Menurut Firman RUU kelapa sawit dalam Program Legislasi Nasional (Prolegnas) yang sudah masuk daftar Prolegnas ini telah disetujui oleh presiden yang diwakili Menteri Hukum dan Hak Asasi Manusia (Menkumham).
Atas dasar itu, kata Firman, pemerintah tidak bisa mengintervensi RUU Perkelapasawitan sebagai hak inisiatif dewan.
“Yang membuat kami jengkel, RUU dalam proses harmonisasi di Badan Legislasi (Baleg), belum ditetapkan menjadi RUU inisiatif. Tapi Mensesneg meminta Mentan memberhentikan pembahasan,” katanya.
Makanya Firman meminta Menteri Pertanian Amran Sulaiman tidak merespon dan menindaklanjuti surat instruksi Mensesneg tersebut.
Masalahnya lagi adalah argumentasi dalam surat Mensesneg menggunakan data dari Koalisi LSM. Apalagi substansi yang disampaikan LSM itu tidak benar adanya.
“Ini bahaya kalau pejabat negara bisa diintervensi LSM. Kalau nantinya pemerintah tidak sepakat, harusnya nanti di pembahasan tingkat satu. Di situ nanti DPR akan berdebat dengan pemerintah. Karena setiap UU itu harus ada naskah akademik dan draf RUU. Naskah dan draf RUU itu hasil kajian dan serapan aspirasi masyarakat,” katanya.

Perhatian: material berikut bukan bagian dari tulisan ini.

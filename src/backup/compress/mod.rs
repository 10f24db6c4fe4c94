pub mod seven_zip;

use crate::backup::artifact::{artifact_path, rename_aside, ArtifactKind};
use crate::backup::clock::Clock;
use crate::backup::database::DatabaseDescriptor;
use crate::backup::function_path;
use crate::backup::result_error::error::Error;
use crate::backup::result_error::result::Result;
use crate::backup::result_error::WithFnName;

use function_name::named;

use std::fmt::Debug;
use std::path::{Path, PathBuf};

/// Turns one file into a single-file archive.
pub trait Compressor: Debug {
    /// Returns whether the compressor reported success. A compressor that
    /// cannot be run at all yields [`Error::ArchiverUnavailable`].
    fn compress(&self, input: &Path, output: &Path) -> Result<bool>;
}

/// Compresses finished backups and removes the uncompressed copy once the
/// archive is confirmed on disk.
#[derive(Debug)]
pub struct Archiver<'a> {
    compressor: &'a dyn Compressor,
    clock: &'a dyn Clock,
}

impl<'a> Archiver<'a> {
    pub fn new(compressor: &'a dyn Compressor, clock: &'a dyn Clock) -> Self {
        Self { compressor, clock }
    }

    /// Archives `{name}_backup_{date}.db` into `{name}_backup_{date}.7z`.
    ///
    /// The `.db` is left in place on every failure.
    #[named]
    pub fn archive(&self, descriptor: &DatabaseDescriptor, date: &str) -> Result<PathBuf> {
        let name = descriptor.name();
        let backup = artifact_path(descriptor, date, ArtifactKind::Backup);
        if !backup.is_file() {
            tracing::error!("Backup of {} is missing!", name);
            return Err(Error::BackupMissing(backup));
        }

        let archive = artifact_path(descriptor, date, ArtifactKind::Archive);
        // never let a rerun update the archive written earlier today
        rename_aside(&archive, self.clock).with_fn_name(function_path!())?;

        tracing::info!("Archivation of {} started", name);
        let reported_ok = self
            .compressor
            .compress(&backup, &archive)
            .with_fn_name(function_path!())?;

        if !reported_ok || !archive.is_file() {
            tracing::error!(
                "Archivation of {} failed, keeping {:?} uncompressed",
                name,
                backup
            );
            return Err(Error::ArchiveMissing(archive));
        }
        tracing::info!("Archivation of {} ended", name);

        tracing::info!("Deleting {:?}", backup);
        std::fs::remove_file(&backup)?;
        Ok(archive)
    }
}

Selain itu, Firman kurang sepakat tuduhan RUU ini overlaping dengan UU Perkebunan. Alasannya UU Perkebunan mengatur 127 komoditi. Sedangkan, RUU mengatur khusus tentang kelapa sawit.
“Makanya untuk menyelesaikan perkelapasawitan perlu sebuah UU yang sifatnya lex specialis. Apalagi sawit memberikan kontribusi devisa negara mencapai Rp300 triliun per tahun. Penerimaan dari sawit di atas devisa dari sektor minyak dan gas bumi,” katanya.
Perkebunan sawit itu mampu mengatasi kesenjangan ekonomi masyarakat di Pulau Jawa dan luar Jawa. Di sisi lain ada juga persoalan petani dan masyarakat adat yang perlu ditata ulang dan diatur karena banyaknya lahan milik masyarakat yang dihutankan kembali oleh Kementerian Lingkungan Hidup dan Kehutanan (LHK).
.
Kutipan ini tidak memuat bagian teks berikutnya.